== WHAT NEEDS TO BE DONE ==
The string "disk" may appear in lines of the listing. Report each line where it does.
*-*-*
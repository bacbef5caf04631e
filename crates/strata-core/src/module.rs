//! # Semantic Module Model
//!
//! The declaration tree a resolution pipeline hands to the serializer:
//! a named module holding classes and callables. Strata does not resolve or
//! type-check anything itself; this model is the interface boundary to that
//! external pipeline.
//!
//! Declaration identity across serialization is the signature: qualified
//! name plus the ordered parameter-type-name tuple.

use crate::types::{DeclarationFlags, QualifiedName};
use serde::{Deserialize, Serialize};
use std::collections::BTreeSet;

// =============================================================================
// TYPE REFERENCES
// =============================================================================

/// A reference to a parameter type, by qualified name.
///
/// Deserialization tolerates names it cannot resolve: the parameter decodes
/// as `Unresolved` and the rest of the module is unaffected. Metadata
/// consumers must remain usable when a dependency graph has shifted since
/// serialization.
#[derive(Debug, Clone, PartialEq, Eq, PartialOrd, Ord, Serialize, Deserialize)]
pub enum TypeRef {
    /// The type is resolvable in the module's scope.
    Resolved(QualifiedName),
    /// Placeholder for a type name outside the module's scope.
    Unresolved(QualifiedName),
}

impl TypeRef {
    /// The referenced qualified name, resolved or not.
    #[must_use]
    pub const fn name(&self) -> &QualifiedName {
        match self {
            Self::Resolved(name) | Self::Unresolved(name) => name,
        }
    }

    /// Check whether the reference resolved.
    #[must_use]
    pub const fn is_resolved(&self) -> bool {
        matches!(self, Self::Resolved(_))
    }
}

// =============================================================================
// PARAMETERS
// =============================================================================

/// One typed parameter of a callable.
#[derive(Debug, Clone, PartialEq, Eq, Serialize, Deserialize)]
pub struct Parameter {
    /// The declared parameter name.
    pub name: String,
    /// The parameter's type.
    pub ty: TypeRef,
}

impl Parameter {
    /// Create a parameter with a resolved type.
    #[must_use]
    pub fn new(name: impl Into<String>, ty: QualifiedName) -> Self {
        Self {
            name: name.into(),
            ty: TypeRef::Resolved(ty),
        }
    }
}

// =============================================================================
// DECLARATION ORIGIN
// =============================================================================

/// Who wrote a declaration.
///
/// Only declarations the source program actually wrote are persisted as
/// distinct entries; compiler-synthesized overrides are skipped at
/// serialization time.
#[derive(Debug, Clone, Copy, PartialEq, Eq, Serialize, Deserialize, Default)]
pub enum DeclarationOrigin {
    /// Written in source.
    #[default]
    UserWritten,
    /// Synthesized by the compiler as an override of an inherited member.
    SyntheticOverride,
}

// =============================================================================
// SIGNATURE
// =============================================================================

/// Serialization identity of a callable: qualified name plus the ordered
/// parameter-type-name tuple.
#[derive(Debug, Clone, PartialEq, Eq, PartialOrd, Ord, Serialize, Deserialize)]
pub struct Signature {
    /// Fully-qualified callable name.
    pub name: QualifiedName,
    /// Qualified names of the parameter types, in declaration order.
    pub parameter_types: Vec<QualifiedName>,
}

// =============================================================================
// CALLABLE
// =============================================================================

/// A callable declaration: function, method, or constructor.
#[derive(Debug, Clone, PartialEq, Eq, Serialize, Deserialize)]
pub struct Callable {
    /// Fully-qualified name.
    pub name: QualifiedName,
    /// Ordered typed parameters.
    pub parameters: Vec<Parameter>,
    /// Semantic flag bitset.
    pub flags: DeclarationFlags,
    /// Whether the source program or the compiler wrote this declaration.
    pub origin: DeclarationOrigin,
}

impl Callable {
    /// Create a user-written callable with no flags set.
    #[must_use]
    pub fn new(name: QualifiedName, parameters: Vec<Parameter>) -> Self {
        Self {
            name,
            parameters,
            flags: DeclarationFlags::empty(),
            origin: DeclarationOrigin::UserWritten,
        }
    }

    /// Builder: replace the flag bitset.
    #[must_use]
    pub fn with_flags(mut self, flags: DeclarationFlags) -> Self {
        self.flags = flags;
        self
    }

    /// Builder: mark the declaration's origin.
    #[must_use]
    pub fn with_origin(mut self, origin: DeclarationOrigin) -> Self {
        self.origin = origin;
        self
    }

    /// Whether parameter names are part of the binary-compatible signature.
    #[must_use]
    pub fn has_stable_parameter_names(&self) -> bool {
        self.flags
            .contains(DeclarationFlags::STABLE_PARAMETER_NAMES)
    }

    /// Set or clear the stable-parameter-names flag.
    pub fn set_stable_parameter_names(&mut self, value: bool) {
        self.flags = if value {
            self.flags.with(DeclarationFlags::STABLE_PARAMETER_NAMES)
        } else {
            self.flags.without(DeclarationFlags::STABLE_PARAMETER_NAMES)
        };
    }

    /// This callable's serialization identity.
    #[must_use]
    pub fn signature(&self) -> Signature {
        Signature {
            name: self.name.clone(),
            parameter_types: self
                .parameters
                .iter()
                .map(|p| p.ty.name().clone())
                .collect(),
        }
    }
}

// =============================================================================
// DECLARATIONS
// =============================================================================

/// A class declaration: a namespace node holding nested declarations.
#[derive(Debug, Clone, PartialEq, Eq, Serialize, Deserialize)]
pub struct ClassDeclaration {
    /// Fully-qualified class name.
    pub name: QualifiedName,
    /// Nested members, in resolution-pipeline insertion order.
    pub members: Vec<Declaration>,
}

impl ClassDeclaration {
    /// Create a class with no members.
    #[must_use]
    pub const fn new(name: QualifiedName) -> Self {
        Self {
            name,
            members: Vec::new(),
        }
    }

    /// Add a member, returning the class for chaining.
    #[must_use]
    pub fn with_member(mut self, member: Declaration) -> Self {
        self.members.push(member);
        self
    }
}

/// One node of a module's namespace tree.
#[derive(Debug, Clone, PartialEq, Eq, Serialize, Deserialize)]
pub enum Declaration {
    /// A class holding nested declarations.
    Class(ClassDeclaration),
    /// A callable.
    Callable(Callable),
}

// =============================================================================
// MODULE
// =============================================================================

/// A named collection of declarations forming a namespace tree.
///
/// Produced by the external resolution pipeline on the write side;
/// reconstructed by the deserializer on the read side.
#[derive(Debug, Clone, PartialEq, Eq, Serialize, Deserialize)]
pub struct Module {
    /// Module name.
    pub name: String,
    /// Names of modules this one depends on. A deserialized module depends
    /// only on itself.
    pub dependencies: Vec<String>,
    /// Top-level declarations, in insertion order.
    pub declarations: Vec<Declaration>,
}

impl Module {
    /// Create an empty module with no dependencies.
    #[must_use]
    pub fn new(name: impl Into<String>) -> Self {
        Self {
            name: name.into(),
            dependencies: Vec::new(),
            declarations: Vec::new(),
        }
    }

    /// Create an empty module whose dependency set is itself.
    /// This is the shape the deserializer reconstructs.
    #[must_use]
    pub fn self_dependent(name: impl Into<String>) -> Self {
        let name = name.into();
        Self {
            dependencies: vec![name.clone()],
            name,
            declarations: Vec::new(),
        }
    }

    /// Append a top-level declaration.
    pub fn push_declaration(&mut self, declaration: Declaration) {
        self.declarations.push(declaration);
    }

    /// All callables in the namespace tree, depth-first.
    #[must_use]
    pub fn callables(&self) -> Vec<&Callable> {
        fn walk<'a>(declarations: &'a [Declaration], out: &mut Vec<&'a Callable>) {
            for declaration in declarations {
                match declaration {
                    Declaration::Callable(callable) => out.push(callable),
                    Declaration::Class(class) => walk(&class.members, out),
                }
            }
        }
        let mut out = Vec::new();
        walk(&self.declarations, &mut out);
        out
    }

    /// Mutable depth-first view of all callables.
    pub fn callables_mut(&mut self) -> Vec<&mut Callable> {
        fn walk<'a>(declarations: &'a mut [Declaration], out: &mut Vec<&'a mut Callable>) {
            for declaration in declarations {
                match declaration {
                    Declaration::Callable(callable) => out.push(callable),
                    Declaration::Class(class) => walk(&mut class.members, out),
                }
            }
        }
        let mut out = Vec::new();
        walk(&mut self.declarations, &mut out);
        out
    }

    /// The set of user-written callable signatures.
    ///
    /// This is the identity the round-trip preserves; synthetic overrides
    /// are not persisted and therefore not part of the set. Returned as a
    /// `BTreeSet` so comparisons are order-independent.
    #[must_use]
    pub fn signatures(&self) -> BTreeSet<Signature> {
        self.callables()
            .into_iter()
            .filter(|c| c.origin == DeclarationOrigin::UserWritten)
            .map(Callable::signature)
            .collect()
    }
}

// =============================================================================
// TESTS
// =============================================================================
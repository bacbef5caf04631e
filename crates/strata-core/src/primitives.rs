//! # Format Primitives
//!
//! Hardcoded format constants for the Strata library container.
//!
//! These constants are compiled into the binary and are immutable at runtime.
//! Every on-disk artifact carries a magic + version header that is validated
//! BEFORE any payload bytes are decoded.

/// Magic bytes for the container manifest record.
///
/// - Manifest = Magic ("STRL") + Version (u8) + entry name + version tags.
pub const MANIFEST_MAGIC: [u8; 4] = *b"STRL"; // Strata Library

/// Current container manifest version.
///
/// Increment this when making breaking changes to the manifest layout.
pub const MANIFEST_VERSION: u8 = 1;

/// Magic bytes for the serialized module payload.
///
/// - Payload = Magic ("STRM") + Version (u8) before record data.
pub const PAYLOAD_MAGIC: [u8; 4] = *b"STRM"; // Strata Metadata

/// Current payload format version.
///
/// Increment this when making breaking changes to the record encoding.
pub const PAYLOAD_VERSION: u8 = 1;

/// File name of the manifest record inside a container directory.
pub const MANIFEST_FILE: &str = "manifest";

/// File name of the payload blob inside a container directory.
pub const PAYLOAD_FILE: &str = "payload.bin";

// =============================================================================
// VALIDATION LIMITS
// =============================================================================

/// Maximum allowed payload size.
///
/// This prevents memory exhaustion from malicious or corrupted data.
/// 64 MB is a generous upper bound for module metadata.
///
/// Validated BEFORE attempting payload deserialization.
pub const MAX_PAYLOAD_SIZE: usize = 64 * 1024 * 1024; // 64 MB

/// Minimum valid payload size (header only).
pub const MIN_PAYLOAD_SIZE: usize = 5;

/// Maximum allowed manifest size.
///
/// Manifests hold a name and three optional version tags; anything larger
/// is not a manifest.
pub const MAX_MANIFEST_SIZE: usize = 64 * 1024; // 64 KB

// =============================================================================
// BUILTIN TYPE SCOPE
// =============================================================================

/// Type names resolvable within a reconstructed module's scope.
///
/// A deserialized module depends only on itself, so parameter types outside
/// this table decode as unresolved placeholders rather than failing the
/// deserialization.
pub const BUILTIN_TYPES: &[&str] = &[
    "strata.String",
    "strata.Int",
    "strata.Bool",
    "strata.Unit",
];
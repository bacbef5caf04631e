//! # strata-core
//!
//! The staged IR substrate for Strata - a lazily-materialized
//! intermediate-representation container with versioned serialization to a
//! portable on-disk library format.
//!
//! Two subsystems:
//! - **Staged IR**: block bodies whose statement lists swap between a live
//!   in-memory representation and stage-tagged carrier snapshots, gated by
//!   an explicitly-threaded [`stage::StageController`].
//! - **Library round-trip**: a module serializer, a versioned on-disk
//!   container, and a deserializer that reconstructs a module with matching
//!   declaration signatures and flags.
//!
//! ## Architectural Constraints
//!
//! - Is pure Rust: no async, no network dependencies
//! - Is deterministic: `BTreeMap`/`BTreeSet` only, no floats, no randomness
//! - Never panics; all errors are surfaced as `Result<T, StrataError>`
//! - Holds no ambient global state; the stage controller is passed in

// =============================================================================
// MODULES
// =============================================================================

pub mod container;
pub mod deserialize;
pub mod ir;
pub mod module;
pub mod primitives;
pub mod serialize;
pub mod stage;
pub mod types;

// =============================================================================
// RE-EXPORTS: Core Types (from types module)
// =============================================================================

pub use types::{
    BodyId, DeclarationFlags, DeclarationId, QualifiedName, Statement, StatementId,
    StatementKind, StrataError,
};

// =============================================================================
// RE-EXPORTS: Staged IR
// =============================================================================

pub use ir::{BlockBody, BodyState, Carrier, CarrierStore, IrTree};
pub use stage::{Stage, StageController};

// =============================================================================
// RE-EXPORTS: Library Round-Trip
// =============================================================================

pub use container::{LibraryContainer, Manifest, OpenContainer, VersionTags};
pub use deserialize::{decode_payload, deserialize_module, resolve_type};
pub use module::{
    Callable, ClassDeclaration, Declaration, DeclarationOrigin, Module, Parameter, Signature,
    TypeRef,
};
pub use serialize::{serialize_module, CallableRecord, PayloadHeader, SerializedPayload};
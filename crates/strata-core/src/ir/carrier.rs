//! # Carriers
//!
//! A carrier is an immutable snapshot of a block body's persisted fields at
//! some stage. The statement list is stored as a `postcard`-encoded blob, so
//! a carrier is opaque until explicitly decoded back into live statements.
//!
//! Each body owns an append-only [`CarrierStore`]; there is no external
//! aliasing of carriers.

use crate::stage::Stage;
use crate::types::{Statement, StrataError};
use serde::{Deserialize, Serialize};

// =============================================================================
// CARRIER
// =============================================================================

/// An immutable snapshot of a body's persisted state at a given stage.
#[derive(Debug, Clone, PartialEq, Eq, Serialize, Deserialize)]
pub struct Carrier {
    stage: Stage,
    start_offset: u32,
    end_offset: u32,
    /// Encoded statement list. Decoding is a pure function of these bytes.
    statements: Vec<u8>,
}

impl Carrier {
    /// Snapshot live fields into a new carrier tagged with `stage`.
    pub fn snapshot(
        stage: Stage,
        start_offset: u32,
        end_offset: u32,
        statements: &[Statement],
    ) -> Result<Self, StrataError> {
        let encoded = postcard::to_stdvec(statements)
            .map_err(|e| StrataError::SerializationError(e.to_string()))?;
        Ok(Self {
            stage,
            start_offset,
            end_offset,
            statements: encoded,
        })
    }

    /// The stage this carrier was sealed at.
    #[must_use]
    pub const fn stage(&self) -> Stage {
        self.stage
    }

    /// The snapshotted source bounds.
    #[must_use]
    pub const fn offsets(&self) -> (u32, u32) {
        (self.start_offset, self.end_offset)
    }

    /// Decode the snapshotted statement list back into live statements.
    ///
    /// Pure: the carrier is not consumed or modified.
    pub fn decode_statements(&self) -> Result<Vec<Statement>, StrataError> {
        postcard::from_bytes(&self.statements)
            .map_err(|e| StrataError::DeserializationError(e.to_string()))
    }
}

// =============================================================================
// CARRIER STORE
// =============================================================================

/// Append-only store of a body's carriers, ordered by recency.
#[derive(Debug, Clone, Default, PartialEq, Eq)]
pub struct CarrierStore {
    carriers: Vec<Carrier>,
}

impl CarrierStore {
    /// Create an empty store.
    #[must_use]
    pub const fn new() -> Self {
        Self {
            carriers: Vec::new(),
        }
    }

    /// Append a carrier and return its slot index.
    pub fn push(&mut self, carrier: Carrier) -> usize {
        self.carriers.push(carrier);
        self.carriers.len() - 1
    }

    /// Get the carrier in the given slot.
    #[must_use]
    pub fn get(&self, index: usize) -> Option<&Carrier> {
        self.carriers.get(index)
    }

    /// Locate the carrier nearest to, but not after, the given stage.
    ///
    /// When several carriers share the winning stage, the most recently
    /// appended one wins.
    #[must_use]
    pub fn nearest_at(&self, stage: Stage) -> Option<&Carrier> {
        self.carriers
            .iter()
            .filter(|c| c.stage() <= stage)
            .max_by_key(|c| c.stage())
    }

    /// The most recently appended carrier.
    #[must_use]
    pub fn latest(&self) -> Option<&Carrier> {
        self.carriers.last()
    }

    /// Number of carriers held.
    #[must_use]
    pub fn len(&self) -> usize {
        self.carriers.len()
    }

    /// Check whether the store holds no carriers.
    #[must_use]
    pub fn is_empty(&self) -> bool {
        self.carriers.is_empty()
    }

    /// Drop every carrier. Used when a body is detached from its tree.
    pub fn clear(&mut self) {
        self.carriers.clear();
    }
}

// =============================================================================
// TESTS
// =============================================================================

#[cfg(test)]
mod tests {
    use super::*;
    use crate::types::{QualifiedName, StatementId, StatementKind};

    fn call(id: u64, name: &str) -> Statement {
        Statement::new(
            StatementId(id),
            StatementKind::Call(QualifiedName::new(name)),
        )
    }

    #[test]
    fn snapshot_decodes_back_to_input() {
        let statements = vec![call(1, "pkg.a"), call(2, "pkg.b")];
        let carrier = Carrier::snapshot(Stage(3), 0, 10, &statements).expect("snapshot");

        assert_eq!(carrier.stage(), Stage(3));
        assert_eq!(carrier.offsets(), (0, 10));
        assert_eq!(carrier.decode_statements().expect("decode"), statements);
    }

    #[test]
    fn empty_statement_list_snapshots() {
        let carrier = Carrier::snapshot(Stage(0), 4, 4, &[]).expect("snapshot");
        assert!(carrier.decode_statements().expect("decode").is_empty());
    }

    #[test]
    fn nearest_at_picks_latest_not_after_stage() {
        let mut store = CarrierStore::new();
        store.push(Carrier::snapshot(Stage(1), 0, 0, &[call(1, "a")]).expect("s1"));
        store.push(Carrier::snapshot(Stage(4), 0, 0, &[call(2, "b")]).expect("s4"));
        store.push(Carrier::snapshot(Stage(7), 0, 0, &[call(3, "c")]).expect("s7"));

        assert_eq!(store.nearest_at(Stage(0)).map(Carrier::stage), None);
        assert_eq!(
            store.nearest_at(Stage(1)).map(Carrier::stage),
            Some(Stage(1))
        );
        assert_eq!(
            store.nearest_at(Stage(5)).map(Carrier::stage),
            Some(Stage(4))
        );
        assert_eq!(
            store.nearest_at(Stage(100)).map(Carrier::stage),
            Some(Stage(7))
        );
    }

    #[test]
    fn nearest_at_ties_prefer_most_recent() {
        let mut store = CarrierStore::new();
        store.push(Carrier::snapshot(Stage(2), 0, 0, &[call(1, "old")]).expect("old"));
        store.push(Carrier::snapshot(Stage(2), 0, 0, &[call(2, "new")]).expect("new"));

        let winner = store.nearest_at(Stage(2)).expect("carrier");
        assert_eq!(
            winner.decode_statements().expect("decode"),
            vec![call(2, "new")]
        );
    }

    #[test]
    fn clear_drops_all_carriers() {
        let mut store = CarrierStore::new();
        store.push(Carrier::snapshot(Stage(1), 0, 0, &[]).expect("snapshot"));
        assert_eq!(store.len(), 1);

        store.clear();
        assert!(store.is_empty());
        assert!(store.latest().is_none());
    }
}
//! # Module Deserializer
//!
//! Resolves a committed container back into an in-memory module whose
//! declaration signatures and flags match what was serialized.
//!
//! Validation order, all before record decode:
//! 1. Minimum payload size (header must be present)
//! 2. Maximum payload size (prevents memory exhaustion)
//! 3. Payload magic and version
//!
//! The reconstructed module depends only on itself. Parameter-type names
//! outside the builtin scope decode as [`TypeRef::Unresolved`] placeholders;
//! this per-record tolerance is the only place partial failure is accepted.

use crate::container::OpenContainer;
use crate::module::{Callable, Declaration, DeclarationOrigin, Module, Parameter, TypeRef};
use crate::primitives::{BUILTIN_TYPES, MAX_PAYLOAD_SIZE, MIN_PAYLOAD_SIZE};
use crate::serialize::{CallableRecord, PayloadHeader};
use crate::types::{DeclarationFlags, QualifiedName, StrataError};

// =============================================================================
// TYPE RESOLUTION
// =============================================================================

/// Resolve a parameter-type name within a reconstructed module's scope.
///
/// A self-dependent module can only see the builtin type table; anything
/// else becomes an unresolved placeholder rather than a failure.
#[must_use]
pub fn resolve_type(name: QualifiedName) -> TypeRef {
    if BUILTIN_TYPES.contains(&name.as_str()) {
        TypeRef::Resolved(name)
    } else {
        TypeRef::Unresolved(name)
    }
}

// =============================================================================
// PAYLOAD DECODING
// =============================================================================

/// Decode payload bytes into callable records.
///
/// This is a pure transformation - no file I/O.
pub fn decode_payload(bytes: &[u8]) -> Result<Vec<CallableRecord>, StrataError> {
    if bytes.len() < MIN_PAYLOAD_SIZE {
        return Err(StrataError::ContainerCorrupt(format!(
            "Payload too short: minimum {} bytes required",
            MIN_PAYLOAD_SIZE
        )));
    }
    if bytes.len() > MAX_PAYLOAD_SIZE {
        return Err(StrataError::ContainerCorrupt(format!(
            "Payload size {} bytes exceeds maximum allowed {} bytes",
            bytes.len(),
            MAX_PAYLOAD_SIZE
        )));
    }

    // Validate header BEFORE touching record data.
    let header = PayloadHeader::from_bytes(bytes)?;
    header.validate()?;

    let records: Vec<CallableRecord> = postcard::from_bytes(&bytes[MIN_PAYLOAD_SIZE..])
        .map_err(|e| StrataError::ContainerCorrupt(format!("Malformed record data: {}", e)))?;

    // The serializer always emits parallel name/type lists; a mismatch is
    // corrupt data, not a shorter parameter list.
    for record in &records {
        if record.parameter_names.len() != record.parameter_types.len() {
            return Err(StrataError::ContainerCorrupt(format!(
                "Record {}: {} parameter names but {} parameter types",
                record.name.as_str(),
                record.parameter_names.len(),
                record.parameter_types.len()
            )));
        }
    }

    Ok(records)
}

// =============================================================================
// DESERIALIZATION
// =============================================================================

/// Reconstruct a module from an opened container.
///
/// Flags restore exactly as encoded; no inference or defaulting happens
/// here. Each record becomes a user-written top-level callable under a
/// module named after the container's entry, depending only on itself.
pub fn deserialize_module(container: &OpenContainer) -> Result<Module, StrataError> {
    let records = decode_payload(container.payload_bytes())?;

    let mut module = Module::self_dependent(container.entry_name());
    for record in records {
        let parameters = record
            .parameter_names
            .into_iter()
            .zip(record.parameter_types)
            .map(|(name, ty)| Parameter {
                name,
                ty: resolve_type(ty),
            })
            .collect();

        let callable = Callable {
            name: record.name,
            parameters,
            flags: DeclarationFlags::from_bits(record.flags),
            origin: DeclarationOrigin::UserWritten,
        };
        module.push_declaration(Declaration::Callable(callable));
    }

    Ok(module)
}

// =============================================================================
// TESTS
// =============================================================================

#[cfg(test)]
mod tests {
    use super::*;
    use crate::primitives::PAYLOAD_MAGIC;
    use crate::serialize::serialize_module;

    #[test]
    fn builtin_types_resolve() {
        let ty = resolve_type(QualifiedName::new("strata.String"));
        assert!(ty.is_resolved());
    }

    #[test]
    fn foreign_types_become_placeholders() {
        let ty = resolve_type(QualifiedName::new("other.lib.Widget"));
        assert!(!ty.is_resolved());
        assert_eq!(ty.name().as_str(), "other.lib.Widget");
    }

    #[test]
    fn decode_rejects_truncated_payload() {
        let result = decode_payload(&PAYLOAD_MAGIC[0..3]);
        assert!(matches!(result, Err(StrataError::ContainerCorrupt(_))));
    }

    #[test]
    fn decode_rejects_wrong_magic() {
        let mut bytes = serialize_module(&Module::new("m"))
            .expect("serialize")
            .as_bytes()
            .to_vec();
        bytes[0..4].copy_from_slice(b"XXXX");

        assert!(matches!(
            decode_payload(&bytes),
            Err(StrataError::ContainerCorrupt(_))
        ));
    }

    #[test]
    fn decode_rejects_future_version() {
        let mut bytes = serialize_module(&Module::new("m"))
            .expect("serialize")
            .as_bytes()
            .to_vec();
        bytes[4] = bytes[4].wrapping_add(1);

        assert!(matches!(
            decode_payload(&bytes),
            Err(StrataError::ContainerCorrupt(_))
        ));
    }

    #[test]
    fn mismatched_parameter_lists_are_corrupt() {
        let records = vec![CallableRecord {
            name: QualifiedName::new("m.f"),
            parameter_names: vec!["x".to_owned()],
            parameter_types: Vec::new(),
            flags: 0,
        }];
        let mut bytes = PayloadHeader::new().to_bytes().to_vec();
        bytes.extend(postcard::to_stdvec(&records).expect("encode"));

        assert!(matches!(
            decode_payload(&bytes),
            Err(StrataError::ContainerCorrupt(_))
        ));
    }

    #[test]
    fn decode_empty_module_payload_yields_no_records() {
        let payload = serialize_module(&Module::new("m")).expect("serialize");
        let records = decode_payload(payload.as_bytes()).expect("decode");
        assert!(records.is_empty());
    }
}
*-*-*
== REPLY ==
//! Every on-disk artifact carries a magic + version header that is validated
//! portable on-disk library format.
//! - **Library round-trip**: a module serializer, a versioned on-disk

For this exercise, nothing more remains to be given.